Collected data entries
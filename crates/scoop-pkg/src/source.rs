//! Where the checksums text comes from: a local file or a release asset URL.

use crate::error::GenerateError;
use std::path::PathBuf;
use std::time::Duration;
use tracing::debug;

/// Location of a checksums file.
#[derive(Debug, Clone, PartialEq, Eq)]
pub enum ChecksumSource {
    /// A file on disk (the usual case in a release pipeline).
    Path(PathBuf),
    /// An `http://` or `https://` URL, e.g. a published release asset.
    Url(String),
}

impl ChecksumSource {
    /// Classify a command-line argument.
    pub fn from_arg(arg: &str) -> Self {
        if arg.starts_with("https://") || arg.starts_with("http://") {
            Self::Url(arg.to_string())
        } else {
            Self::Path(PathBuf::from(arg))
        }
    }

    /// Read the whole checksums text.
    ///
    /// # Errors
    ///
    /// Returns `GenerateError::Io` if a local file cannot be read, or
    /// `GenerateError::Fetch` if the request fails or the server answers
    /// with a non-success status.
    pub async fn load(&self, client: &reqwest::Client) -> Result<String, GenerateError> {
        match self {
            Self::Path(path) => {
                debug!(path = %path.display(), "reading checksums");
                Ok(std::fs::read_to_string(path)?)
            }
            Self::Url(url) => {
                debug!(%url, "fetching checksums");
                let resp = client.get(url).send().await?.error_for_status()?;
                Ok(resp.text().await?)
            }
        }
    }
}

impl std::fmt::Display for ChecksumSource {
    fn fmt(&self, f: &mut std::fmt::Formatter<'_>) -> std::fmt::Result {
        match self {
            Self::Path(path) => write!(f, "{}", path.display()),
            Self::Url(url) => write!(f, "{url}"),
        }
    }
}

/// HTTP client for remote checksum files.
///
/// # Errors
///
/// Returns an error if the TLS backend cannot be initialized.
pub fn build_client() -> Result<reqwest::Client, reqwest::Error> {
    reqwest::Client::builder()
        .user_agent(concat!("update-scoop/", env!("CARGO_PKG_VERSION")))
        .timeout(Duration::from_secs(60))
        .build()
}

§ Your objective
Output only an exact transcription of the lines above from the one with "Self::Url(arg.to_string())" up to and including the one with "reqwest::Client::builder()".

§ Written solution
            Self::Url(arg.to_string())
        } else {
            Self::Path(PathBuf::from(arg))
        }
    }

    /// Read the whole checksums text.
    ///
    /// # Errors
    ///
    /// Returns `GenerateError::Io` if a local file cannot be read, or
    /// `GenerateError::Fetch` if the request fails or the server answers
    /// with a non-success status.
    pub async fn load(&self, client: &reqwest::Client) -> Result<String, GenerateError> {
        match self {
            Self::Path(path) => {
                debug!(path = %path.display(), "reading checksums");
                Ok(std::fs::read_to_string(path)?)
            }
            Self::Url(url) => {
                debug!(%url, "fetching checksums");
                let resp = client.get(url).send().await?.error_for_status()?;
                Ok(resp.text().await?)
            }
        }
    }
}

impl std::fmt::Display for ChecksumSource {
    fn fmt(&self, f: &mut std::fmt::Formatter<'_>) -> std::fmt::Result {
        match self {
            Self::Path(path) => write!(f, "{}", path.display()),
            Self::Url(url) => write!(f, "{url}"),
        }
    }
}

/// HTTP client for remote checksum files.
///
/// # Errors
///
/// Returns an error if the TLS backend cannot be initialized.
pub fn build_client() -> Result<reqwest::Client, reqwest::Error> {
    reqwest::Client::builder()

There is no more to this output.